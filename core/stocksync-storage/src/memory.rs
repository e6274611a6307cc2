//! In-memory store.

use crate::error::StorageResult;
use crate::store::KeyValueStore;
use async_trait::async_trait;
use std::collections::BTreeMap;
use tokio::sync::RwLock;

/// A [`KeyValueStore`] backed by an in-process map. Nothing survives a restart.
#[derive(Debug, Default)]
pub struct MemoryStore {
    entries: RwLock<BTreeMap<String, String>>,
}

impl MemoryStore {
    /// Creates an empty store.
    pub fn new() -> Self {
        Self::default()
    }

    /// Creates a store pre-populated with `entries`.
    pub fn with_entries<I, K, V>(entries: I) -> Self
    where
        I: IntoIterator<Item = (K, V)>,
        K: Into<String>,
        V: Into<String>,
    {
        let map = entries
            .into_iter()
            .map(|(k, v)| (k.into(), v.into()))
            .collect();
        Self {
            entries: RwLock::new(map),
        }
    }

    /// Number of stored keys.
    pub async fn len(&self) -> usize {
        self.entries.read().await.len()
    }

    /// Returns true if no keys are stored.
    pub async fn is_empty(&self) -> bool {
        self.entries.read().await.is_empty()
    }
}

#[async_trait]
impl KeyValueStore for MemoryStore {
    async fn get(&self, key: &str) -> StorageResult<Option<String>> {
        Ok(self.entries.read().await.get(key).cloned())
    }

    async fn set(&self, key: &str, value: &str) -> StorageResult<()> {
        self.entries
            .write()
            .await
            .insert(key.to_string(), value.to_string());
        Ok(())
    }

    async fn remove(&self, key: &str) -> StorageResult<()> {
        self.entries.write().await.remove(key);
        Ok(())
    }

    async fn keys_with_prefix(&self, prefix: &str) -> StorageResult<Vec<String>> {
        Ok(self
            .entries
            .read()
            .await
            .keys()
            .filter(|k| k.starts_with(prefix))
            .cloned()
            .collect())
    }
}
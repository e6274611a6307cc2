//! The key-value capability consumed by the sync engine.

use crate::error::StorageResult;
use async_trait::async_trait;
use serde::de::DeserializeOwned;
use serde::Serialize;

/// A durable string-blob store.
///
/// Implementations must serialize concurrent writes to the same key; the
/// engine relies on this for read-modify-write of its own keys.
#[async_trait]
pub trait KeyValueStore: Send + Sync {
    /// Reads the value stored under `key`.
    async fn get(&self, key: &str) -> StorageResult<Option<String>>;

    /// Stores `value` under `key`, replacing any previous value.
    async fn set(&self, key: &str, value: &str) -> StorageResult<()>;

    /// Removes `key`. Removing a missing key is not an error.
    async fn remove(&self, key: &str) -> StorageResult<()>;

    /// Lists every key starting with `prefix`, in ascending order.
    async fn keys_with_prefix(&self, prefix: &str) -> StorageResult<Vec<String>>;
}

/// Reads and decodes a JSON value.
pub async fn get_json<T>(store: &dyn KeyValueStore, key: &str) -> StorageResult<Option<T>>
where
    T: DeserializeOwned,
{
    match store.get(key).await? {
        Some(raw) => Ok(Some(serde_json::from_str(&raw)?)),
        None => Ok(None),
    }
}

/// Encodes and stores a JSON value.
pub async fn set_json<T>(store: &dyn KeyValueStore, key: &str, value: &T) -> StorageResult<()>
where
    T: Serialize + Sync + ?Sized,
{
    let raw = serde_json::to_string(value)?;
    store.set(key, &raw).await
}
//! Splitting a byte stream into APT frames.
//!
//! A serial read returns whatever the driver has buffered, which may be half a
//! packet or several packets back to back. [`FrameBuffer`] accumulates those
//! chunks and hands out one complete frame at a time, using the header to
//! work out where each frame ends.

use bytes::{Bytes, BytesMut};

use crate::protocol::packet::{DATA_FLAG, HEADER_SIZE};

/// Accumulates received bytes and extracts complete APT frames.
#[derive(Debug, Default)]
pub struct FrameBuffer {
    buffer: BytesMut,
}

impl FrameBuffer {
    pub fn new() -> Self {
        Self::default()
    }

    /// Append freshly received bytes.
    pub fn extend(&mut self, data: &[u8]) {
        self.buffer.extend_from_slice(data);
    }

    /// Length of the frame at the front of the buffer, once its header is in.
    fn front_frame_len(&self) -> Option<usize> {
        if self.buffer.len() < HEADER_SIZE {
            return None;
        }
        if self.buffer[4] & DATA_FLAG == 0 {
            return Some(HEADER_SIZE);
        }
        let data_len = u16::from_le_bytes([self.buffer[2], self.buffer[3]]);
        Some(HEADER_SIZE + usize::from(data_len))
    }

    /// Take the next complete frame, leaving any surplus bytes buffered.
    ///
    /// Returns `None` while the front frame is still incomplete.
    pub fn next_frame(&mut self) -> Option<Bytes> {
        let len = self.front_frame_len()?;
        if self.buffer.len() < len {
            return None;
        }
        Some(self.buffer.split_to(len).freeze())
    }

    /// Take everything buffered, complete or not.
    pub fn take_remaining(&mut self) -> Bytes {
        self.buffer.split().freeze()
    }

    /// Bytes currently buffered.
    pub fn len(&self) -> usize {
        self.buffer.len()
    }

    pub fn is_empty(&self) -> bool {
        self.buffer.is_empty()
    }

    pub fn clear(&mut self) {
        self.buffer.clear();
    }
}
//! Core library for the apt_motion driver.
//!
//! This library contains the APT packet protocol engine used to talk to
//! Thorlabs-style motion controllers, and the axis collection traits used to
//! compose simple positioning stages into multi-axis systems.
//!
//! - [`protocol`]: packet framing, timeouts and the request/response engine.
//! - [`hardware`]: byte-stream transports the engine runs over.
//! - [`axis`]: axis collections, including the major/minor composite.

pub mod axis;
pub mod config;
pub mod error;
pub mod hardware;
pub mod protocol;
pub mod telemetry;

pub use error::{AppResult, MotionError};
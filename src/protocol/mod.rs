//! APT packet protocol.
//!
//! - [`packet`]: binary framing of a single message.
//! - [`frame`]: splitting a received byte stream into frames.
//! - [`timeout`]: inherit / indefinite / bounded query timeouts.
//! - [`clock`]: the time source the query loop polls against.
//! - [`engine`]: send and query over a [`crate::hardware::Transport`].

pub mod clock;
pub mod engine;
pub mod frame;
pub mod packet;
pub mod timeout;

pub use clock::{Clock, ManualClock, TokioClock};
pub use engine::AptEngine;
pub use frame::FrameBuffer;
pub use packet::AptPacket;
pub use timeout::{QueryTimeout, TimeQuantity};
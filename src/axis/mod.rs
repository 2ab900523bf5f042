//! Axis collections.
//!
//! An [`AxisCollection`] is an ordered set of positioning axes that can be
//! moved together, scanned through an arbitrary list of points, or rastered
//! over a regular grid. Collections are shared through `Arc<dyn AxisCollection>`
//! so the same stage can be used directly and as part of a composite.
//!
//! ## Implementations
//!
//! - [`SimulatedAxes`]: in-memory stage for tests and dry runs
//! - [`AptAxes`]: one APT controller channel per axis
//! - [`CompositeAxes`]: a major and a minor collection joined perpendicularly;
//!   composites nest, so more than two axis sets are built by nesting
//!
//! ## Positions and units
//!
//! Positions are plain `f64` values in each axis's own unit as reported by
//! [`AxisCollection::units`]. Converting between units is the caller's job.

pub mod apt;
pub mod composite;
pub mod grid;
pub mod simulated;

use async_trait::async_trait;
use parking_lot::Mutex;
use std::time::Duration;
use tokio::sync::mpsc;
use tracing::debug;

use crate::error::{AppResult, MotionError};

pub use apt::{AptAxes, AptAxisConfig, AxisCommandSet, MotorCommands};
pub use composite::CompositeAxes;
pub use grid::{axis_steps, check_axis_count, linspace, scan_points, typewriter_grid};
pub use simulated::{AxisCommand, Journal, JournalEntry, SimulatedAxes};

/// Travel range of one axis, inclusive at both ends.
///
/// Ranges with `lower > upper` or NaN bounds are rejected by [`AxisLimits::validate`],
/// which every collection and raster runs before using them.
#[derive(Debug, Clone, Copy, PartialEq)]
pub struct AxisLimits {
    /// Lowest reachable position.
    pub lower: f64,
    /// Highest reachable position.
    pub upper: f64,
}

impl AxisLimits {
    /// Range from `lower` to `upper`, unchecked until [`AxisLimits::validate`].
    pub fn new(lower: f64, upper: f64) -> Self {
        Self { lower, upper }
    }

    /// `InvalidArgument` unless `lower <= upper` and neither bound is NaN.
    pub fn validate(&self, axis: usize) -> AppResult<()> {
        if self.lower <= self.upper {
            Ok(())
        } else {
            Err(MotionError::InvalidArgument(format!(
                "axis {} limits [{}, {}] are not an ordered range",
                axis, self.lower, self.upper
            )))
        }
    }

    /// True when `value` lies within the range, bounds included.
    pub fn contains(&self, value: f64) -> bool {
        value >= self.lower && value <= self.upper
    }

    /// Nearest value inside the limits. Never panics, even on invalid limits.
    pub fn clamp(&self, value: f64) -> f64 {
        value.max(self.lower).min(self.upper)
    }

    /// `value` unchanged if inside the limits, otherwise `OutOfLimits` for `axis`.
    pub fn check(&self, axis: usize, value: f64) -> AppResult<f64> {
        if self.contains(value) {
            Ok(value)
        } else {
            Err(MotionError::OutOfLimits {
                axis,
                value,
                lower: self.lower,
                upper: self.upper,
            })
        }
    }
}

/// Validate every range of a collection, in axis order.
pub fn validate_limits(limits: &[AxisLimits]) -> AppResult<()> {
    limits
        .iter()
        .enumerate()
        .try_for_each(|(axis, limit)| limit.validate(axis))
}

impl From<(f64, f64)> for AxisLimits {
    fn from((lower, upper): (f64, f64)) -> Self {
        Self::new(lower, upper)
    }
}

/// Notification emitted while a scan runs.
#[derive(Debug, Clone, PartialEq)]
pub enum ScanEvent {
    /// Before the first move; carries the full per-axis coordinate set.
    Start {
        /// Per-axis coordinate lists.
        coords: Vec<Vec<f64>>,
        /// Dwell requested for each point.
        dwell: Option<Duration>,
    },
    /// After the move to one point.
    Step {
        /// Position just reached, one entry per axis.
        point: Vec<f64>,
        /// Dwell requested at this point.
        dwell: Option<Duration>,
    },
    /// After the last point.
    Complete {
        /// Per-axis coordinate lists, as in `Start`.
        coords: Vec<Vec<f64>>,
        /// Dwell requested for each point.
        dwell: Option<Duration>,
    },
}

/// Receiver of scan notifications, e.g. a detector that acquires at each step.
pub trait ScanObserver: Send + Sync {
    /// Called synchronously, in order, for every event of a scan.
    fn notify(&self, event: &ScanEvent);
}

/// Observer that ignores every event.
#[derive(Debug, Clone, Copy, Default)]
pub struct NullObserver;

impl ScanObserver for NullObserver {
    fn notify(&self, _event: &ScanEvent) {}
}

/// Observer that keeps every event in order.
#[derive(Debug, Default)]
pub struct RecordingObserver {
    events: Mutex<Vec<ScanEvent>>,
}

impl RecordingObserver {
    pub fn new() -> Self {
        Self::default()
    }

    /// Events received so far, oldest first.
    pub fn events(&self) -> Vec<ScanEvent> {
        self.events.lock().clone()
    }
}

impl ScanObserver for RecordingObserver {
    fn notify(&self, event: &ScanEvent) {
        self.events.lock().push(event.clone());
    }
}

/// Forward events to a channel; a closed receiver is ignored.
impl ScanObserver for mpsc::UnboundedSender<ScanEvent> {
    fn notify(&self, event: &ScanEvent) {
        let _ = self.send(event.clone());
    }
}

/// Addressable set of positioning axes.
///
/// Per-axis outputs (`position`, `limits`, `units`) and per-axis arguments
/// share one axis order. Implementors provide `move_raw`; the provided
/// `move_to`, `scan` and `raster` build on it.
#[async_trait]
pub trait AxisCollection: Send + Sync {
    /// Current position of every axis.
    async fn position(&self) -> AppResult<Vec<f64>>;

    fn limits(&self) -> Vec<AxisLimits>;

    fn units(&self) -> Vec<String>;

    fn axis_count(&self) -> usize;

    /// Number of parts of this collection that raster in hardware.
    fn hardware_scannable(&self) -> u32 {
        0
    }

    /// Short human-readable identification.
    fn describe(&self) -> String;

    /// Move without any bookkeeping. `position` has one entry per axis.
    async fn move_raw(&self, position: &[f64], absolute: bool) -> AppResult<()>;

    /// Hook for move-history bookkeeping; called by `move_to` only.
    fn record_move(&self, _position: &[f64], _absolute: bool) {}

    /// Move every axis, absolutely or relative to the current position.
    async fn move_to(&self, position: &[f64], absolute: bool) -> AppResult<()> {
        check_axis_count("position", self.axis_count(), position.len())?;
        self.record_move(position, absolute);
        self.move_raw(position, absolute).await
    }

    /// Visit each point of `coords` (one sequence per axis) in order.
    ///
    /// The generic path: one `move_raw` per point, notifying `observer`
    /// before, at every step and after.
    async fn scan(
        &self,
        coords: &[Vec<f64>],
        dwell: Option<Duration>,
        observer: &dyn ScanObserver,
    ) -> AppResult<()> {
        scan_by_moves(self, coords, dwell, observer).await
    }

    /// Visit the regular grid spanned by `start`, `stop` and `num` in
    /// typewriter order (first axis slowest).
    ///
    /// The generic path moves to every grid point in turn; collections that
    /// raster in hardware override this.
    async fn raster(
        &self,
        start: &[f64],
        stop: &[f64],
        num: &[usize],
        dwell: Option<Duration>,
        strict: bool,
    ) -> AppResult<()> {
        raster_by_moves(self, start, stop, num, dwell, strict).await
    }
}

/// Raster implemented as one absolute move per grid point.
///
/// The whole grid is validated before the first move.
pub async fn raster_by_moves<A: AxisCollection + ?Sized>(
    axes: &A,
    start: &[f64],
    stop: &[f64],
    num: &[usize],
    dwell: Option<Duration>,
    strict: bool,
) -> AppResult<()> {
    let steps = axis_steps(start, stop, num, &axes.limits(), strict)?;
    let points = typewriter_grid(&steps);
    debug!(
        axes = %axes.describe(),
        points = points.len(),
        ?dwell,
        "generic raster"
    );
    for point in &points {
        axes.move_raw(point, true).await?;
    }
    Ok(())
}

/// Scan implemented as a sequence of moves.
///
/// All coordinates are validated before the first move or notification.
pub async fn scan_by_moves<A: AxisCollection + ?Sized>(
    axes: &A,
    coords: &[Vec<f64>],
    dwell: Option<Duration>,
    observer: &dyn ScanObserver,
) -> AppResult<()> {
    let points = scan_points(coords, axes.axis_count())?;
    debug!(axes = %axes.describe(), points = points.len(), ?dwell, "scan");

    observer.notify(&ScanEvent::Start {
        coords: coords.to_vec(),
        dwell,
    });

    for point in points {
        axes.move_raw(&point, true).await?;
        observer.notify(&ScanEvent::Step { point, dwell });
    }

    observer.notify(&ScanEvent::Complete {
        coords: coords.to_vec(),
        dwell,
    });
    Ok(())
}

* WHAT IS BEING ASKED *
All lines above from the one with "filename src/protocol/mod.rs" to the one with "that can be", inclusive, should be copied exactly, and no other lines.

* EXERCISE SOLUTION *
filename src/protocol/mod.rs
//! APT packet protocol.
//!
//! - [`packet`]: binary framing of a single message.
//! - [`frame`]: splitting a received byte stream into frames.
//! - [`timeout`]: inherit / indefinite / bounded query timeouts.
//! - [`clock`]: the time source the query loop polls against.
//! - [`engine`]: send and query over a [`crate::hardware::Transport`].

pub mod clock;
pub mod engine;
pub mod frame;
pub mod packet;
pub mod timeout;

pub use clock::{Clock, ManualClock, TokioClock};
pub use engine::AptEngine;
pub use frame::FrameBuffer;
pub use packet::AptPacket;
pub use timeout::{QueryTimeout, TimeQuantity};
filename src/axis/mod.rs
repository 2ab900523bf5f042
//! Axis collections.
//!
//! An [`AxisCollection`] is an ordered set of positioning axes that can be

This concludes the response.